Fargo – A Multilayered Story from Arnau Orengo on Vimeo.

Curioso territorio el delineado por las ciudades de Fargo, de Bemidji, de Luverne o de Eden Valley, todas ellas en el estado en el que crecieron los hermanos Coen, Minnesota, cuyos habitantes parecen tocados por una especie de síndrome de ingenuidad lindante peligrosamente con un dudoso coeficiente intelectual. La sensatez encuentra refugio, transmutada en sagacidad, de manera exclusiva en las mujeres policías, con la excepción de la segunda temporada en que los uniformados con sesera son dos hombres; y en la tercera también en la atractiva ladrona de la que se ha enamorado el hermano fracasado de los Stussy. Igualmente, anida la inteligencia, como ya he dicho, en los malvados. No así en los bárbaros que secundan sus órdenes ni en los jefes policías que están para entorpecer la labor de las perspicaces investigadoras. Tampoco los codiciosos protagonistas que desencadenan las tramas demuestran demasiadas luces. O sufren un mal fario que les persigue en cada movimiento que realizan. El esquema es el mismo en las tres temporadas con una ligera sensación de “dejá vu” en ningún caso desagradable.

La galería de magníficos intérpretes es larga y deslumbrante: a la magnífica Frances McDormand, que ganó un Oscar con su embarazada policía, lista como el hambre, le tomó el relevo Allison Tolman para darle un toque entrañable en la primera entrega de la serie. Al tonto de la baba, imán para todas las desgracias, acometido por el genial William H. Macy, le sucede como si fuera su gemelo, rivalizando con él a ver quien es más cenizo, el no menos formidable Martin Freeman, aunque su personaje le da varias vueltas de tuerca a la indignidad. Pero el que se lleva todos los focos es el pérfido Lorne Malvo, encarnado por un inmenso Billy Bob Thornton, de la estirpe del Anton Chigurh que le dio la gloria a Javier Bardem en No es país para viejos (2007).

Javier Bardem y Billy Bob Thornton

En la segunda temporada de la serie Patrick Wilson y Ted Danson eran los policías buenos y sensatos lidiando con una recua de mafiosos y con la pareja de oligofrénicos, espléndidos, Kirsten Dunst y Jesse Plemons. En la tercera, Carrie Coon es la discreta investigadora y Mary Elizabeth Winstead, la seductora delincuente, quienes tienen que hacer frente al malvado V.M.Varga, David Thewlis, del que he hablado al principio, con los dos Stussy por medio, la inenarrable pareja de hermanos con los que se luce Ewan McGregor.
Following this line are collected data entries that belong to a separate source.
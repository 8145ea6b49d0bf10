use std::fs::File;
use std::io::{BufRead, BufReader};
use std::sync::Arc;

use anyhow::{Context, Result};
use clap::Parser;
use tokio::sync::Semaphore;
use tracing_subscriber::EnvFilter;

use streamchat::chat::ChatService;
use streamchat::citations::CitationRenderer;
use streamchat::config::AppConfig;
use streamchat::models::{AnswerView, RenderSegment, StreamItem};
use streamchat::remote::RemoteChain;
use streamchat::session::{AnswerTurn, ChatEvent, ChatState};

#[derive(Parser, Debug)]
#[command(name = "ask")]
#[command(about = "Ask one question and print the cited answer")]
struct Cli {
    #[arg(long)]
    question: String,
    /// Replay a recorded stream log (one `{"ops": [...]}` item per line) instead of calling the backend
    #[arg(long)]
    replay: Option<String>,
    /// Print the rendered answer as JSON
    #[arg(long, default_value_t = false)]
    json: bool,
}

#[tokio::main]
async fn main() -> Result<()> {
    let filter = EnvFilter::try_from_default_env().unwrap_or_else(|_| EnvFilter::new("warn"));
    tracing_subscriber::fmt()
        .with_env_filter(filter)
        .with_writer(std::io::stderr)
        .init();

    let cli = Cli::parse();
    let config = AppConfig::from_env();
    let renderer = CitationRenderer::default();

    let answer = match &cli.replay {
        Some(path) => replay(&config, &renderer, &cli.question, &load_items(path)?)?,
        None => {
            let remote = RemoteChain::new(&config)?;
            let chat = ChatService::new(&config, remote, renderer, Arc::new(Semaphore::new(1)));
            chat.ask(cli.question.clone()).await?
        }
    };

    let Some(answer) = answer else {
        anyhow::bail!("backend finished without answer text");
    };

    if cli.json {
        println!("{}", serde_json::to_string_pretty(&answer)?);
    } else {
        print_answer(&answer);
    }
    Ok(())
}

fn replay(
    config: &AppConfig,
    renderer: &CitationRenderer,
    question: &str,
    items: &[StreamItem],
) -> Result<Option<AnswerView>> {
    let mut state = ChatState::new(config.source_step_name.clone()).reduce(
        renderer,
        ChatEvent::Submit {
            question: Some(question.to_string()),
        },
    );
    if !state.is_loading() {
        anyhow::bail!("question must not be empty");
    }

    for item in items {
        state = state.reduce(renderer, ChatEvent::Batch(item.clone()));
    }

    let answer_id = state.pending_answer().map(|turn| turn.id.clone());
    let state = state.reduce(renderer, ChatEvent::StreamCompleted);
    Ok(answer_id.and_then(|id| state.answer(&id).map(AnswerTurn::view)))
}

fn load_items(path: &str) -> Result<Vec<StreamItem>> {
    let file = File::open(path).with_context(|| format!("failed opening {}", path))?;
    let reader = BufReader::new(file);
    let mut items = Vec::new();

    for (idx, line) in reader.lines().enumerate() {
        let line = line?;
        let trimmed = line.trim();
        if trimmed.is_empty() || trimmed.starts_with('#') {
            continue;
        }

        let parsed: StreamItem = serde_json::from_str(trimmed)
            .with_context(|| format!("invalid JSON at {} line {}", path, idx + 1))?;
        items.push(parsed);
    }

    Ok(items)
}

fn print_answer(answer: &AnswerView) {
    let mut body = String::new();
    for segment in &answer.segments {
        match segment {
            RenderSegment::Text { html } => body.push_str(html),
            RenderSegment::Citation { index, .. } => body.push_str(&format!("[{index}]")),
        }
    }
    println!("{body}");

    if !answer.sources.is_empty() {
        println!();
        println!("Sources:");
        for (index, source) in answer.sources.iter().enumerate() {
            println!("  [{index}] {} <{}>", source.title, source.url);
        }
    }
    if let Some(run_id) = &answer.run_id {
        println!();
        println!("run: {run_id}");
    }
}
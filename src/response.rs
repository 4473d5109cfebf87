//! Wire decoding for analysis service responses
//!
//! The service answers with one of two JSON shapes:
//!
//! ```text
//! { "summary": {...}, "monthly_production": [...], "power_curve": [...], "turbine_performance": [...] }
//! { "error": "unsupported file format" }
//! ```
//!
//! Field names are snake_case on the wire. Everything except the `summary`
//! object is optional; missing or `null` series decode as empty.

use crate::error::{ErrorDetail, TransportError};
use serde::{Deserialize, Deserializer, Serialize};
use serde_json::Value;

/// Status and body of one HTTP exchange.
#[derive(Debug, Clone, PartialEq, Eq)]
pub struct RawResponse {
    pub status: u16,
    pub body: Vec<u8>,
}

impl RawResponse {
    pub fn new(status: u16, body: impl Into<Vec<u8>>) -> Self {
        Self {
            status,
            body: body.into(),
        }
    }

    pub fn is_success(&self) -> bool {
        (200..300).contains(&self.status)
    }
}

/// Named scalar metrics. Absent means "not applicable".
#[derive(Debug, Clone, Default, PartialEq, Serialize, Deserialize)]
pub struct Summary {
    #[serde(default)]
    pub gross_aep: Option<f64>,
    #[serde(default)]
    pub net_aep: Option<f64>,
    /// Ratio in [0, 1].
    #[serde(default)]
    pub availability: Option<f64>,
    /// Ratio in [0, 1].
    #[serde(default)]
    pub wake_loss: Option<f64>,
    #[serde(default)]
    pub capacity_factor: Option<f64>,
    #[serde(default)]
    pub electrical_loss: Option<f64>,
    #[serde(default)]
    pub eya_gap: Option<f64>,
    /// Degrees.
    #[serde(default)]
    pub yaw_misalignment: Option<f64>,
}

#[derive(Debug, Clone, PartialEq, Serialize, Deserialize)]
pub struct MonthlyEnergy {
    pub month: String,
    pub energy: f64,
}

#[derive(Debug, Clone, PartialEq, Serialize, Deserialize)]
pub struct PowerCurvePoint {
    pub wind_speed: f64,
    pub power: f64,
}

#[derive(Debug, Clone, PartialEq, Serialize, Deserialize)]
pub struct TurbineEnergy {
    #[serde(alias = "id", alias = "turbine")]
    pub turbine_id: String,
    pub energy: f64,
}

/// A successful analysis, as decoded from the wire.
#[derive(Debug, Clone, Default, PartialEq, Serialize, Deserialize)]
pub struct AnalysisResult {
    pub summary: Summary,
    #[serde(default, deserialize_with = "null_as_empty")]
    pub monthly_production: Vec<MonthlyEnergy>,
    #[serde(default, deserialize_with = "null_as_empty")]
    pub power_curve: Vec<PowerCurvePoint>,
    #[serde(default, deserialize_with = "null_as_empty")]
    pub turbine_performance: Vec<TurbineEnergy>,
}

fn null_as_empty<'de, D, T>(deserializer: D) -> Result<Vec<T>, D::Error>
where
    D: Deserializer<'de>,
    T: Deserialize<'de>,
{
    Ok(Option::<Vec<T>>::deserialize(deserializer)?.unwrap_or_default())
}

/// Classify a raw response.
///
/// Order matters: an `error` marker wins over the status code, and the
/// status code wins over a result-shaped body.
pub fn decode(raw: &RawResponse) -> Result<AnalysisResult, ErrorDetail> {
    let value: Value = serde_json::from_slice(&raw.body)
        .map_err(|e| ErrorDetail::transport(TransportError::Body(e.to_string())))?;

    let Value::Object(map) = &value else {
        return Err(ErrorDetail::transport(TransportError::Shape(format!(
            "expected a JSON object, got {}",
            kind_of(&value)
        ))));
    };

    match map.get("error") {
        Some(Value::String(reason)) => return Err(ErrorDetail::application(reason.clone())),
        None | Some(Value::Null) => {}
        Some(other) => {
            return Err(ErrorDetail::transport(TransportError::Shape(format!(
                "`error` must be a string, got {}",
                kind_of(other)
            ))))
        }
    }

    if !raw.is_success() {
        return Err(ErrorDetail::transport(TransportError::Status(raw.status)));
    }

    if !matches!(map.get("summary"), Some(Value::Object(_))) {
        return Err(ErrorDetail::transport(TransportError::Shape(
            "missing `summary` object".to_string(),
        )));
    }

    serde_json::from_value(value)
        .map_err(|e| ErrorDetail::transport(TransportError::Shape(e.to_string())))
}

fn kind_of(value: &Value) -> &'static str {
    match value {
        Value::Null => "null",
        Value::Bool(_) => "a boolean",
        Value::Number(_) => "a number",
        Value::String(_) => "a string",
        Value::Array(_) => "an array",
        Value::Object(_) => "an object",
    }
}
//! Offline inspection of saved analysis service responses

use std::env;
use std::fs;
use windscope::report::{self, ReportView};
use windscope::{response, FailureKind, RawResponse};

fn main() {
    let args: Vec<String> = env::args().collect();
    if args.len() < 2 {
        eprintln!("Usage: inspect_response <response.json> [more.json ...]");
        eprintln!("Decodes each saved body as if the service had answered HTTP 200.");
        std::process::exit(1);
    }

    let mut failures = 0;
    for path in &args[1..] {
        println!("\n{}", "=".repeat(60));
        println!("FILE: {}", path);
        println!("{}", "=".repeat(60));
        if !inspect_file(path) {
            failures += 1;
        }
    }

    if failures > 0 {
        std::process::exit(1);
    }
}

fn inspect_file(path: &str) -> bool {
    let body = match fs::read(path) {
        Ok(b) => b,
        Err(e) => {
            eprintln!("Failed to read file: {}", e);
            return false;
        }
    };
    println!("Body: {} bytes", body.len());

    let result = match response::decode(&RawResponse::new(200, body)) {
        Ok(r) => r,
        Err(detail) => {
            let kind = match detail.kind {
                FailureKind::Application => "application error",
                FailureKind::Transport => "transport error",
            };
            println!("Outcome: FAILED ({})", kind);
            println!("  Reason shown to user: {}", detail.reason);
            if let Some(cause) = detail.cause {
                println!("  Diagnostic cause:     {}", cause);
            }
            return false;
        }
    };

    println!("Outcome: SUCCEEDED");
    println!(
        "Decoded: {} months, {} curve points, {} turbines",
        result.monthly_production.len(),
        result.power_curve.len(),
        result.turbine_performance.len()
    );

    let view = report::project(&result);
    print_view(&view, result.turbine_performance.len());
    true
}

fn print_view(view: &ReportView, turbines_in: usize) {
    println!("\n--- Metric cards ({}) ---", view.cards.len());
    for card in &view.cards {
        println!("  {:<18} {:>12}   raw value field: {:?}", card.title, card.display(), card.key);
    }

    println!("\n--- Monthly production ---");
    if view.monthly_production.is_empty() {
        println!("  (empty)");
    }
    for m in &view.monthly_production {
        println!("  {:<10} {:>12.3}", m.month, m.energy);
    }

    println!("\n--- Power curve (ascending wind speed) ---");
    if view.power_curve.is_empty() {
        println!("  (empty)");
    }
    for p in &view.power_curve {
        println!("  {:>6.2} m/s  {:>10.2}", p.wind_speed, p.power);
    }

    println!("\n--- Turbine ranking (top {} of {}) ---", view.ranking.len(), turbines_in);
    if view.ranking.is_empty() {
        println!("  (empty)");
    }
    for t in &view.ranking {
        println!("  #{:<3} {:<20} {:>12.3}", t.rank, t.turbine_id, t.energy);
    }
}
Que una extraordinaria película dé lugar a una no menos extraordinaria serie de televisión, en tres etapas treinta episodios de una hora aproximada de duración cada uno, heredera de todas las virtudes de su matriz, es una noticia que dinamita todos los recelos tradicionales acerca de las segundas partes o las secuelas. Yo he disfrutado muchísimo en estas vacaciones, como lo hice en su día con el filme de los Coen brothers. Por desgracia, parece que Noah Crawley, el creador de la serie, está demasiado ocupado para garantizar la continuidad, y no hay una cuarta temporada a la vista.  Así es que si tienen ocasión, nunca es tarde para zambullirse en este peculiarísimo agujero negro en el que se enseñorea sin complejos y con un sobresaliente sentido de la autocrítica la América profunda.